Notice when you’re telling yourself a story about how you don’t “deserve” better than you’re experiencing now. 

Notice when you’re telling yourself a story about how you’re The Exception to the fact that human brains and nervous systems can change with experience and guidance and support. 

Notice when you’re telling yourself a story about how because certain things happened to you, you “must” be “destined” for pain and misery for the rest of your life. 

Notice when you’re telling yourself a story about how none of the recovery tools that work for other survivors, will work for you. 

Notice when you’re telling yourself a story about how you “should” be further along in you recovery by now. 

Notice when you’re telling yourself a story about how you “should” be fairer or kinder or give another chance to people or institutions that hurt you. 

Notice when you’re telling yourself a story about how recovery is too complicated for you to wrap your head around. 

Notice when you’re telling yourself a story about how you don’t have the “willpower” or patience or focus to meaningfully recover from trauma. 

Notice when you’re telling yourself a story about how you “can’t” let on to anyone, under any circumstances, how much you’re struggling.

Notice when you’re telling ourself a story about how the “memory holes” in your past “must” mean that there’s nothing there. 
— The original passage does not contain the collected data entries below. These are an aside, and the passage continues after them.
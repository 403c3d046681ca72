#![forbid(unsafe_code)]
#![cfg_attr(docsrs, feature(doc_cfg))]
#![doc = include_str!("../README.md")]

/// Embeds all migrations into the final binary.
pub(crate) const MIGRATIONS: diesel_migrations::EmbeddedMigrations =
    diesel_migrations::embed_migrations!("./src/migrations");

// Tracing target constants for consistent logging.

/// Tracing target for client-related operations.
///
/// Use this target for logging client initialization, configuration, and lifecycle events.
pub const TRACING_TARGET_CLIENT: &str = "floww_postgres::client";

/// Tracing target for database query operations.
///
/// Use this target for logging query execution, results, and query-related errors.
pub const TRACING_TARGET_QUERY: &str = "floww_postgres::queries";

/// Tracing target for database migration operations.
///
/// Use this target for logging migration application, rollback, and migration status checks.
pub const TRACING_TARGET_MIGRATION: &str = "floww_postgres::migrations";

/// Tracing target for database connection operations.
///
/// Use this target for logging connection establishment, pool management, and connection errors.
pub const TRACING_TARGET_CONNECTION: &str = "floww_postgres::connection";

mod client;
pub mod model;
pub mod query;
mod schema;
pub mod types;

use std::borrow::Cow;

use deadpool::managed::TimeoutType;
use diesel::ConnectionError;
use diesel::result::Error;
pub use diesel_async::AsyncPgConnection as PgConnection;

pub use crate::client::{
    ConnectionPool, MigrationResult, MigrationStatus, PgClient, PgClientExt, PgConfig,
    PgPoolConfig, PgPoolStatus, PooledConnection, get_applied_migrations, get_migration_status,
    run_pending_migrations, verify_schema_integrity,
};
use crate::types::ConstraintViolation;

pub mod error {
    //! Error types and utilities for database operations.
    //!
    //! This module provides comprehensive error handling for all database operations,
    //! including connection errors, query errors, migration errors, and timeout errors.
    //!
    //! See [`PgError`] for the main error type used throughout this crate.
    //!
    //! [`PgError`]: crate::PgError

    /// Type-erased error type for dynamic error handling.
    pub type BoxError = Box<dyn std::error::Error + Send + Sync>;

    use std::borrow::Cow;

    pub use deadpool::managed::TimeoutType;
    pub use diesel::result::{ConnectionError as DieselConnectionError, Error as DieselError};
    pub use diesel_async::pooled_connection::PoolError as DieselPoolError;
    pub use diesel_async::pooled_connection::deadpool::PoolError as DeadpoolError;

    /// Provides contextual hints for error types to aid in debugging and user messaging.
    ///
    /// This trait allows error types to provide additional context about what went wrong
    /// and potential remediation steps.
    pub trait ErrorHint {
        /// Returns an additional hint for an error type.
        ///
        /// The hint should provide actionable information about the error context
        /// or potential solutions.
        fn hint(&self) -> Cow<'static, str>;
    }

    impl ErrorHint for TimeoutType {
        fn hint(&self) -> Cow<'static, str> {
            match self {
                TimeoutType::Wait => Cow::Borrowed(
                    "Connection pool is exhausted, consider increasing pool size or optimizing query performance",
                ),
                TimeoutType::Create => Cow::Borrowed(
                    "Unable to establish new database connection, check connection string and database availability",
                ),
                TimeoutType::Recycle => Cow::Borrowed(
                    "Failed to recycle database connection, connection may be in invalid state",
                ),
            }
        }
    }
}

/// Comprehensive error type for all PostgreSQL database operations.
///
/// This enum covers all possible error conditions that can occur when working
/// with the database, including connection issues, query failures, timeouts,
/// and migration problems.
#[derive(Debug, thiserror::Error)]
#[must_use = "database errors should be handled appropriately"]
pub enum PgError {
    /// Configuration error.
    ///
    /// This includes invalid configuration parameters, missing required settings,
    /// or other issues related to the database configuration.
    #[error("Configuration error: {0}")]
    Config(String),

    /// Database operation timed out.
    ///
    /// This can occur during connection creation, waiting for available connections,
    /// or connection recycling operations.
    #[error("Database operation timed out")]
    Timeout(TimeoutType),

    /// Failed to establish or maintain a database connection.
    ///
    /// This includes authentication failures, network issues, and invalid
    /// connection parameters.
    #[error("Database connection error: {0}")]
    Connection(#[from] ConnectionError),

    /// Database migration operation failed.
    ///
    /// This occurs when applying or rolling back database schema changes.
    #[error("Database migration error: {0}")]
    Migration(error::BoxError),

    /// Database query execution failed.
    ///
    /// This includes SQL syntax errors, constraint violations, type mismatches,
    /// and other query-related failures.
    #[error("Database query error: {0}")]
    Query(#[from] Error),

    /// Unexpected error occurred.
    ///
    /// This can occur when an error is encountered that is not covered by the
    /// other error types.
    #[error("Unexpected error: {0}")]
    Unexpected(Cow<'static, str>),
}

impl PgError {
    /// Extracts the constraint name from a constraint violation error.
    ///
    /// This is useful for handling specific database constraint violations
    /// and providing user-friendly error messages.
    ///
    /// # Returns
    ///
    /// - `Some(constraint_name)` if this error represents a constraint violation
    /// - `None` if this error is not related to a constraint violation
    pub fn constraint(&self) -> Option<&str> {
        let PgError::Query(err) = self else {
            return None;
        };

        let Error::DatabaseError(_, err) = err else {
            return None;
        };

        err.constraint_name()
    }

    /// Returns a structured constraint violation if this error represents one.
    ///
    /// This provides a more structured way to handle known constraint violations
    /// using the [`ConstraintViolation`] enum.
    ///
    /// # Returns
    ///
    /// - `Some(constraint)` if this error represents a constraint violation
    /// - `None` if this error is not related to a constraint violation
    pub fn constraint_violation(&self) -> Option<ConstraintViolation> {
        self.constraint().and_then(ConstraintViolation::new)
    }

    /// Returns whether this error indicates a transient failure that might succeed on retry.
    ///
    /// Transient errors include timeouts and certain connection issues that may
    /// be resolved by retrying the operation.
    pub fn is_transient(&self) -> bool {
        matches!(
            self,
            PgError::Timeout(_) | PgError::Connection(ConnectionError::BadConnection(_))
        )
    }

    /// Returns whether this error indicates a permanent failure that won't succeed on retry.
    ///
    /// Permanent errors include authentication failures, syntax errors, and
    /// constraint violations that require data or schema changes to resolve.
    pub fn is_permanent(&self) -> bool {
        !self.is_transient()
    }
}

impl From<error::DeadpoolError> for PgError {
    fn from(value: error::DeadpoolError) -> Self {
        use error::{DeadpoolError, DieselPoolError};

        match value {
            DeadpoolError::Timeout(timeout) => Self::Timeout(timeout),
            DeadpoolError::Backend(DieselPoolError::QueryError(error)) => Self::Query(error),
            DeadpoolError::Backend(DieselPoolError::ConnectionError(error)) => {
                Self::Connection(error)
            }
            DeadpoolError::PostCreateHook(err) => {
                // This should not happen with our current hooks, but handle gracefully:
                tracing::warn!("Unexpected post-create hook error: {}", err);
                Self::Unexpected(err.to_string().into())
            }
            DeadpoolError::NoRuntimeSpecified => {
                // This should not happen as we specify tokio runtime, but handle gracefully:
                tracing::error!("No tokio runtime specified for connection pool");
                Self::Unexpected("No runtime specified".into())
            }
            DeadpoolError::Closed => {
                // Pool was closed, treat as connection error:
                Self::Connection(ConnectionError::InvalidConnectionUrl(
                    "Connection pool is closed".into(),
                ))
            }
        }
    }
}

/// Specialized [`Result`] type for database operations.
///
/// This is a convenience alias that uses [`PgError`] as the error type,
/// making database operation signatures cleaner and more consistent.
pub type PgResult<T, E = PgError> = Result<T, E>;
Notice when you’re telling yourself a story about how what happened to you wasn’t “bad enough” to result in your current symptoms and struggles. 

Just notice. 

Notice, and remind yourself: this is BS. Belief Systems. 

They’re Belief Systems so common to trauma survivors that I can list example after example just now, and know that it will resonate with most of the survivors reading my page. 

None of those are true. 

Some of them start out with kernels of truth, but Trauma Brain— what I call the internalized voices of our bullies and abusers, that play in our head on repeat for years— effortfully, very effectively, warps them into self-defeating assertions that we buy hook, line, and sinker. 
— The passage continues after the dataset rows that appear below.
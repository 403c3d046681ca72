//! Constants used throughout the application.

/// Default number of records returned per offset-paginated page.
pub const DEFAULT_PAGE_SIZE: i64 = 50;

/// Maximum number of records returned per offset-paginated page.
pub const MAX_PAGE_SIZE: i64 = 1000;

/// Default grace period, in seconds, after which a missed scheduler fire is
/// dropped instead of run late.
pub const MISFIRE_GRACE_SECONDS: i64 = 30;
//! The `jira` provider: dispatch by the `webhookEvent` field.
//!
//! Jira only allows REST webhook management for Connect apps; with user API
//! token auth the webhook is registered by hand in the Jira admin UI, so
//! `create`/`destroy`/`refresh` only manage the local webhook row.

use floww_postgres::model::Trigger;
use floww_postgres::types::ProviderKind;
use serde_json::Value;
use uuid::Uuid;

use crate::adapter::{Adapter, ProviderContext};
use crate::error::ProviderResult;
use crate::utils::{RegisterWebhookRequest, TriggerUtils, WebhookOwner};

pub struct JiraAdapter;

fn trigger_type_for_event(event: &str) -> Option<&'static str> {
    match event {
        "jira:issue_created" => Some("onIssueCreated"),
        "jira:issue_updated" => Some("onIssueUpdated"),
        "comment_created" => Some("onCommentAdded"),
        _ => None,
    }
}

#[async_trait::async_trait]
impl Adapter for JiraAdapter {
    fn kind(&self) -> ProviderKind {
        ProviderKind::Jira
    }

    async fn create(&self, _provider: &ProviderContext, _trigger_type: &str, _input: &Value, utils: &dyn TriggerUtils) -> ProviderResult<Value> {
        let webhook = utils
            .register_webhook(RegisterWebhookRequest {
                path: None,
                method: Some("POST".to_string()),
                owner: WebhookOwner::Provider,
                reuse_existing: true,
            })
            .await?;

        Ok(serde_json::json!({ "webhook_id": webhook.id, "path": webhook.path }))
    }

    async fn process_webhook(
        &self,
        envelope: &floww_webhook::WebhookEnvelope,
        _provider: &ProviderContext,
        candidates: &[Trigger],
    ) -> ProviderResult<Vec<Uuid>> {
        let body: Value = envelope.json()?;
        let Some(event) = body.get("webhookEvent").and_then(Value::as_str) else {
            return Ok(Vec::new());
        };
        let Some(trigger_type) = trigger_type_for_event(event) else {
            return Ok(Vec::new());
        };

        let issue = body.get("issue");
        let project_key = issue
            .and_then(|issue| issue.get("fields"))
            .and_then(|fields| fields.get("project"))
            .and_then(|project| project.get("key"));
        let issue_type = issue
            .and_then(|issue| issue.get("fields"))
            .and_then(|fields| fields.get("issuetype"))
            .and_then(|issuetype| issuetype.get("name"));

        Ok(candidates
            .iter()
            .filter(|trigger| trigger.trigger_type == trigger_type)
            .filter(|trigger| super::filter_matches(&trigger.input, "project_key", project_key.unwrap_or(&Value::Null)))
            .filter(|trigger| super::filter_matches(&trigger.input, "issue_type", issue_type.unwrap_or(&Value::Null)))
            .map(|trigger| trigger.id)
            .collect())
    }
}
Why do we swallow Trauma Brain BS? Not because we’re “stupid.” 


Because we’ve been brainwashed. Conditioned. Programmed. 

Realistic trauma recovery is about scratching the record. Waking up. 

Seeing the stories for what they are. 

And creating new stories for ourselves that are more reflective of reality and more relevant to who we are and what we’re all about. 

Love was never something you should have had to “earn.”

It’s not our fault that we came to believe we had to “earn” love. 

We should have been loved in such a way that we truly believe we deserve it. 

But— what happened, happened. 

Our brain loves to make what happened about us— but the truth is, we couldn’t have done our parents’ jobs for them if we’d wanted to. 

It wasn’t our job to teach ourselves about love. 

It wasn’t our job to teach ourselves we are worthy. 

We don’t know what any of that is or means when we’re kids. 

All we know is what we feel— and we believe what we feel. 

Neither you nor I were abused or neglected because we were “unworthy” or “unlovable.” 

There was nothing we did, or could have done, to “deserve” what happened to us. 

It’s pretty f*cked up, how many people com through childhood believing we have to “earn” love— but believing that we somehow effortlessly “caused” our abuse or neglect. 

Nether you nor I “caused” or “allowed” our pain. 

Recovery means accepting that— which is harder than it sounds. 

Accepting that we got enormously unlucky is very, very unsatisfying. 

But— that’s what happened. 

We didn’t choose our parents, and we didn’t choose the environment we grew up in. 

And because of our conditioning, many of our choices since them weren’t exactly “free,” either. 

None of this is easy to wrap our head around. 

But that’s okay. It doesn’t all need to happen today. Acceptance is a process, more than a “choice.” 

Today just start with: it was not on you to “earn” love. 

It’s not your fault that you still feel you have to “earn” love. 

Tell your “parts” and your inner child that they are lovable and loved (even if you don’t quite feel that self-love yet). 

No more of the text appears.